Impredecible

 


Intentaré describir un instante de tiempo de mi ayer ingenuo, a pesar de ser por aquel entonces madre de un niño de ocho años y una niña de cinco.
Mi padre había decidido cerrar la librería que regenteaba desde que memoria consciente poseo. Pesaban sobre él años de trabajo fatigoso, malestares de los que poco hablaba. Mi madre confiaba en sus decisiones.
La librería había sido durante muchos años nuestra única fuente de ingresos providentes. En ella, mis hermanos y yo aprendimos el arte de comerciar honestamente. De ello dependía nuestro bienestar.
La inquietud acaparó mis madrugadas desveladas. No admitía que esas puertas dejaran de abrirse. No admitía el cansancio de mi padre. Intenté  suplirlo. Obtuve su consentimiento, deseché los interrogantes de mi madre.
Entré en el santuario. Eso significaba para mí, lo era en muchos aspectos.

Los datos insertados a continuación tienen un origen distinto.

//! Screenshots on a target and their comparison with reference images

use super::{posix_join, ExecOptions, Target};
use crate::core::application::Application;
use crate::core::error::{HarnessError, Result};
use crate::core::helper;
use crate::core::image_utils::{self, ComparisonMode};
use std::path::{Path, PathBuf};
use std::time::{Duration, Instant};
use tracing::{info, warn};

/// Prefix of every screenshot file on a target
pub const FIXED_SCREENSHOT_PREFIX: &str = "ramsestlst_";
/// How long a system compositor screenshot may take to appear
pub const SYSTEM_COMPOSITOR_SCREENSHOT_TIMEOUT: Duration = Duration::from_secs(30);

const SCREENSHOT_POLL_INTERVAL: Duration = Duration::from_millis(100);
const RENDERER_CONFIRMATION: &str = "screenshot successfully saved to file";
const SYSTEM_COMPOSITOR_CONFIRMATION: &str =
    "SystemCompositorController_Wayland_IVI::screenshot: Saved screenshot for screen";

/// How to take and judge a screenshot
#[derive(Debug, Clone, Copy, PartialEq)]
pub struct ScreenshotOptions {
    /// Display to capture; the renderer default when `None`
    pub display: Option<u32>,
    /// Tells several screenshots of one test apart
    pub screenshot_number: u32,
    /// Equality with tolerances, or required difference
    pub mode: ComparisonMode,
    /// Capture the whole screen through the system compositor
    pub use_system_compositor: bool,
    /// How long to wait for the application to confirm the screenshot
    pub confirmation_timeout: Duration,
}

impl Default for ScreenshotOptions {
    fn default() -> Self {
        Self {
            display: None,
            screenshot_number: 0,
            mode: ComparisonMode::default(),
            use_system_compositor: false,
            confirmation_timeout: Duration::from_secs(60),
        }
    }
}

/// `<stem>_<nr>_<target><.ext>`
fn local_screenshot_name(image_name: &str, screenshot_number: u32, target_name: &str) -> String {
    let path = Path::new(image_name);
    let stem = path
        .file_stem()
        .map_or_else(|| image_name.to_string(), |s| s.to_string_lossy().into_owned());
    let extension = path
        .extension()
        .map(|e| format!(".{}", e.to_string_lossy()))
        .unwrap_or_default();
    format!("{stem}_{screenshot_number}_{target_name}{extension}")
}

impl Target {
    /// Locate `image_name` in the reference directories
    ///
    /// Exactly one directory must contain it; none or several is an
    /// assertion failure.
    pub fn find_reference_image(&self, image_name: &str) -> Result<PathBuf> {
        let mut found = self
            .settings
            .reference_image_dirs
            .iter()
            .map(|dir| dir.join(image_name))
            .filter(|path| path.is_file());
        match (found.next(), found.next()) {
            (Some(path), None) => Ok(path),
            (None, _) => Err(HarnessError::assertion(format!(
                "No reference image found for image name '{image_name}'"
            ))),
            (Some(_), Some(_)) => Err(HarnessError::assertion(format!(
                "Multiple reference images found for image name '{image_name}'"
            ))),
        }
    }

    /// Take a screenshot through `renderer`, fetch it and compare it to the reference
    ///
    /// The screenshot is stored as `<result>/<class>/<run>/<stem>_<nr>_<target><.ext>`.
    /// Screenshots smaller than the reference fail; larger ones are cropped
    /// to the reference size. Tolerances below the target's minimum are
    /// raised to it.
    pub fn take_screenshot_and_compare(
        &mut self,
        renderer: &mut Application,
        image_name: &str,
        test_class: &str,
        test_run: &str,
        options: &ScreenshotOptions,
    ) -> Result<()> {
        info!("taking screenshot...");
        let reference_path = self.find_reference_image(image_name)?;
        let reference = image::open(&reference_path)?.to_rgba8();

        let screenshot_path = self.take_and_transfer_screenshot(renderer, image_name, test_class, test_run, options)?;
        let mut screenshot = image::open(&screenshot_path)?.to_rgba8();

        let (min_width, min_height) = reference.dimensions();
        if screenshot.width() < min_width || screenshot.height() < min_height {
            return Err(HarnessError::assertion(format!(
                "Screenshot too small: expected >= {}x{}, got {}x{}",
                min_width,
                min_height,
                screenshot.width(),
                screenshot.height()
            )));
        }
        if screenshot.dimensions() != reference.dimensions() {
            screenshot = image_utils::crop_to(&screenshot, min_width, min_height);
        }

        info!("comparing images...");
        let mode = self.raise_to_target_tolerances(options.mode);
        let diff_dir = screenshot_path.parent().map_or_else(|| self.settings.result_dir.clone(), Path::to_path_buf);
        let base_name = screenshot_path
            .file_stem()
            .map_or_else(|| image_name.to_string(), |s| s.to_string_lossy().into_owned());
        image_utils::assert_images_match(
            &screenshot,
            &reference,
            mode,
            &diff_dir,
            &base_name,
            self.settings.image_diff_scale_factor,
        )
    }

    fn raise_to_target_tolerances(&self, mode: ComparisonMode) -> ComparisonMode {
        let ComparisonMode::Equal(mut tolerance) = mode else {
            return mode;
        };
        let minimum = self.info.tolerances;
        if minimum.rgb_difference_allowed > tolerance.rgb_difference_allowed {
            info!(
                "Allowing higher difference per pixel because of target value: {}%",
                minimum.rgb_difference_allowed * 100.0
            );
            tolerance.rgb_difference_allowed = minimum.rgb_difference_allowed;
        }
        if minimum.wrong_pixels_allowed > tolerance.wrong_pixels_allowed {
            info!(
                "Allowing higher number of wrong pixels because of target value: {}%",
                minimum.wrong_pixels_allowed * 100.0
            );
            tolerance.wrong_pixels_allowed = minimum.wrong_pixels_allowed;
        }
        ComparisonMode::Equal(tolerance)
    }

    fn take_and_transfer_screenshot(
        &mut self,
        renderer: &mut Application,
        image_name: &str,
        test_class: &str,
        test_run: &str,
        options: &ScreenshotOptions,
    ) -> Result<PathBuf> {
        if !self.connected {
            return Err(HarnessError::NotConnected(self.info.name.clone()));
        }
        let local_name = local_screenshot_name(image_name, options.screenshot_number, &self.info.name);
        let target_name = format!(
            "{}{}_{:04}_{}",
            FIXED_SCREENSHOT_PREFIX, self.unique_screenshot_prefix, self.screenshot_counter, local_name
        );
        self.screenshot_counter += 1;
        let target_path = posix_join(&self.tmp_dir, &target_name);

        if options.use_system_compositor {
            self.take_system_compositor_screenshot(&target_path, renderer, options.confirmation_timeout);
        } else {
            Self::take_renderer_screenshot(&target_path, renderer, options.display, options.confirmation_timeout);
        }

        let result_dir = helper::result_dir_subdirectory(&self.settings.result_dir, &[test_class, test_run])?;
        let local_path = result_dir.join(&local_name);
        info!("Store remote {} as local {}", target_name, local_path.display());
        if let Err(e) = self.backend.copy_from_target(&target_path, &local_path) {
            return Err(HarnessError::assertion(format!("Screenshot not found at {target_path}: {e}")));
        }
        if !local_path.is_file() {
            return Err(HarnessError::assertion(format!(
                "Screenshot not found at {}",
                local_path.display()
            )));
        }
        Ok(local_path)
    }

    fn take_renderer_screenshot(
        target_path: &str,
        renderer: &mut Application,
        display: Option<u32>,
        timeout: Duration,
    ) {
        info!("Make screenshot of renderer");
        let mut command = format!("screenshot -filename \"{target_path}\"");
        if let Some(display) = display {
            command.push_str(&format!(" -displayId {display}"));
        }
        if !renderer.send_ramsh_command(&command, Some(RENDERER_CONFIRMATION), Some(timeout)) {
            warn!("Screenshot confirmation not received from the renderer, check renderer application output");
            renderer.send_ramsh_command("rinfo all -v", None, None);
        }
    }

    fn take_system_compositor_screenshot(
        &mut self,
        target_path: &str,
        renderer: &mut Application,
        timeout: Duration,
    ) -> bool {
        info!("Make screenshot of screen using system compositor");
        let command = format!("scScreenshot \"{}\" {}", target_path, self.main_screen_id);
        renderer.send_ramsh_command(&command, Some(SYSTEM_COMPOSITOR_CONFIRMATION), Some(timeout));

        let start = Instant::now();
        let find = format!("find {target_path}");
        while start.elapsed() < SYSTEM_COMPOSITOR_SCREENSHOT_TIMEOUT {
            match self.execute_on_target(&find, &ExecOptions::default()) {
                Ok(output) if output.success() => {
                    info!("system_compositor_screenshot: found {}", target_path);
                    return true;
                }
                Ok(output) => info!(
                    "system_compositor_screenshot: find result {:?} since {:.1}s",
                    output.exit_code,
                    start.elapsed().as_secs_f64()
                ),
                Err(e) => warn!("system_compositor_screenshot: {}", e),
            }
            std::thread::sleep(SCREENSHOT_POLL_INTERVAL);
        }
        warn!("system_compositor_screenshot: failed to take screenshot {}", target_path);
        false
    }
}
//! CLI Exit Codes
//!
//! Exit codes of `harness-cli`, shared with the CI scripts calling it.

use crate::core::HarnessError;
use std::process::ExitCode;

/// Exit code constants
#[derive(Debug, Clone, Copy, PartialEq, Eq)]
pub struct ExitCodes;

impl ExitCodes {
    /// Success
    pub const SUCCESS: u8 = 0;

    /// Violations or failures found
    pub const FAILURE: u8 = 1;

    /// Setup or argument error
    pub const SETUP_ERROR: u8 = 2;
}

/// CLI operation result
#[derive(Debug)]
pub enum CliResult {
    /// Success with optional message
    Success(Option<String>),

    /// Error with code and message
    Error(u8, String),
}

impl CliResult {
    /// Plain success
    pub fn success() -> Self {
        Self::Success(None)
    }

    /// Success with a message
    pub fn success_with_message(msg: impl Into<String>) -> Self {
        Self::Success(Some(msg.into()))
    }

    /// Failure exiting with 1
    pub fn failure(msg: impl Into<String>) -> Self {
        Self::Error(ExitCodes::FAILURE, msg.into())
    }

    /// Setup error exiting with 2
    pub fn setup_error(msg: impl Into<String>) -> Self {
        Self::Error(ExitCodes::SETUP_ERROR, msg.into())
    }

    /// Get exit code
    pub fn code(&self) -> u8 {
        match self {
            Self::Success(_) => ExitCodes::SUCCESS,
            Self::Error(code, _) => *code,
        }
    }

    /// Get message
    pub fn message(&self) -> Option<&str> {
        match self {
            Self::Success(Some(msg)) => Some(msg),
            Self::Error(_, msg) => Some(msg),
            _ => None,
        }
    }

    /// Convert to ExitCode
    pub fn to_exit_code(&self) -> ExitCode {
        ExitCode::from(self.code())
    }

    /// Is success?
    pub fn is_success(&self) -> bool {
        matches!(self, Self::Success(_))
    }
}

impl From<HarnessError> for CliResult {
    fn from(err: HarnessError) -> Self {
        let code = match err {
            HarnessError::Config(_)
            | HarnessError::InvalidTargetName(_)
            | HarnessError::UnknownTarget(_) => ExitCodes::SETUP_ERROR,
            _ => ExitCodes::FAILURE,
        };
        Self::Error(code, err.to_string())
    }
}

/// Exit code description
pub fn exit_code_description(code: u8) -> &'static str {
    match code {
        0 => "Success",
        1 => "Violations or failures found",
        2 => "Setup or argument error",
        _ => "Unknown error",
    }
}

/// Print exit code table
pub fn print_exit_codes() {
    println!("Exit Codes:");
    for code in [ExitCodes::SUCCESS, ExitCodes::FAILURE, ExitCodes::SETUP_ERROR] {
        println!("  {:>3}  {}", code, exit_code_description(code));
    }
}

#[cfg(test)]
mod tests {
    use super::*;
    use crate::config::HarnessConfig;

    #[test]
    fn test_cli_result() {
        let success = CliResult::success();
        assert!(success.is_success());
        assert_eq!(success.code(), 0);

        let error = CliResult::failure("2 finding(s)");
        assert!(!error.is_success());
        assert_eq!(error.code(), 1);
        assert_eq!(error.message(), Some("2 finding(s)"));
    }

    #[test]
    fn test_from_harness_error() {
        let result = CliResult::from(HarnessError::UnknownTarget("board-9".to_string()));
        assert_eq!(result.code(), ExitCodes::SETUP_ERROR);

        let result = CliResult::from(HarnessError::assertion("images differ"));
        assert_eq!(result.code(), ExitCodes::FAILURE);
        assert_eq!(result.message(), Some("Assertion failed: images differ"));
    }

    #[test]
    fn test_unreadable_config_is_setup_error() {
        let dir = tempfile::tempdir().unwrap();
        let err = HarnessConfig::read(Some(&dir.path().join("harness.toml"))).unwrap_err();
        assert_eq!(CliResult::from(err).code(), ExitCodes::SETUP_ERROR);
    }
}
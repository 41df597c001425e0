//! Target platforms and capability flags
//!
//! Platform differences (how to kill, shut down, list processes) live in
//! [`PlatformKind`]; optional target features are [`Capability`] flags.

use serde::{Deserialize, Serialize};
use std::collections::HashSet;

/// Operating system family of a target
#[derive(Debug, Clone, Copy, PartialEq, Eq, Hash, Serialize, Deserialize, Default)]
#[serde(rename_all = "snake_case")]
pub enum PlatformKind {
    /// POSIX shell and tools
    #[default]
    Linux,
    /// Windows with a POSIX-compatible shell (Cygwin)
    Windows,
}

impl PlatformKind {
    /// Command that force-kills every process named `application`
    pub fn kill_command(&self, application: &str) -> String {
        match self {
            Self::Linux => format!("killall -9 {application}"),
            Self::Windows => format!("taskkill /F /IM {application}.exe"),
        }
    }

    /// Command that powers the machine down
    pub fn shutdown_command(&self) -> &'static str {
        match self {
            Self::Linux => "shutdown -h now",
            Self::Windows => "shutdown /s /t 0",
        }
    }

    /// Command listing all processes, one per line
    pub fn process_list_command(&self) -> &'static str {
        match self {
            Self::Linux => "ps aux",
            Self::Windows => "tasklist",
        }
    }

    /// Command deleting files matching `pattern` in `directory`
    pub fn delete_files_command(&self, directory: &str, pattern: &str) -> String {
        format!("rm -f {directory}/{pattern}")
    }
}

/// Optional target feature
#[derive(Debug, Clone, Copy, PartialEq, Eq, Hash, Serialize, Deserialize)]
#[serde(rename_all = "snake_case")]
pub enum Capability {
    /// Wayland embedded compositing
    EmbeddedCompositing,
    /// Control of the system compositor (screenshots of the whole screen)
    SystemCompositorControl,
    /// DLT logging
    Dlt,
    /// Offline shader compiler
    BinaryShaderCompiler,
    /// `ltrace` available
    Ltrace,
}

/// Capabilities of one target
#[derive(Debug, Clone, Default, PartialEq, Eq, Serialize, Deserialize)]
#[serde(transparent)]
pub struct CapabilitySet {
    capabilities: HashSet<Capability>,
}

impl CapabilitySet {
    /// Check if a capability is present
    pub fn supports(&self, cap: Capability) -> bool {
        self.capabilities.contains(&cap)
    }
}

impl FromIterator<Capability> for CapabilitySet {
    fn from_iter<I: IntoIterator<Item = Capability>>(iter: I) -> Self {
        Self {
            capabilities: iter.into_iter().collect(),
        }
    }
}

/// Screenshot tolerances a target needs at least
#[derive(Debug, Clone, Copy, PartialEq, Default, Serialize, Deserialize)]
#[serde(default)]
pub struct Tolerances {
    /// Share of wrong pixels always allowed on this target
    pub wrong_pixels_allowed: f64,
    /// Per-channel difference always allowed on this target
    pub rgb_difference_allowed: f64,
}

Transcurrieron varios meses, eficientes, vivos. Renovaba impulsos, valoraba bienes recibidos.
Fue aquello que fue; hasta esa tardecita primaveral.
Mis pensamientos revoloteaban serenos, mis manos ordenaban el breve desorden que una buena venta deja a su alrededor.
La voz, profunda a mis espaldas, alertó. Giré la cabeza, lo vi. Muy joven, alto, robusto, bello rostro, elegante. En su mano blanca el arma pequeña.
Allí de pie, encarnaba mi peor pesadilla.
Recordé a mi padre. En su tiempo, había padecido este tipo de visitas violentas. Había salido indemne de ellas.
Nunca entendí cómo supe ignorar su arma, cómo llegué al interminable soliloquio; fluía de mi boca. Las lágrimas, libres, descendían inadvertidas por mis mejillas. Le pregunté mil cosas. Intenté demostrarle que su vida era apenas un preludio. Mucho más dije.
Él, silencioso, extendió su brazo, tomó de la caja un puñado de billetes, apoyándolos sobre el tablero que nos separaba. Cruzó los brazos sobre su pecho; escondió el arma debajo de su axila.
No me ganaba el miedo, sí mi loco monólogo envolvente.
Él, mudo, pálido. La duda en sus ojos oscuros. Se dirigió hacia la puerta, no sin antes tomar los billetes, dejándolos caer nuevamente en la caja. Algo farfulló. Se iba, nada se llevaba.
Lo detuve impulsiva. Quise ayudarlo, estaba dispuesta a entregarle el dinero si con ello lo ayudaba; se lo dije. Insistí. Dudó una vez más. Lo tomó temblando. Su arma había desaparecido en el bolsillo de su pantalón. Enrojeció. Habló entre dientes, la voz ronca; regresaría a devolverlos.
Contesté arrebatada. Las lágrimas secas. Le aseguré que quería que regresara cuando pudiera demostrar que vivía de trabajo honesto. Cuando a su alrededor corretearan sus hijos, su mujer lo siguiera sonriendo. Aseguré, además, que nada me debía.
Atravesó la puerta corriendo sin mirar atrás.
Enmudecí. Entonces temblé, lloré convulsa, agradecí silenciosa.
El miedo me empujó a cerrar el santuario, aquel que diera paso a alegrías, pesares, providencias.
Muchas veces me pregunté si, alguna vez, él habría regresado acompañado de sus hijos. Si mi locura fue su guía.
Él perteneció, pertenece a ese fugaz momento impredecible de los días que dejaron huellas.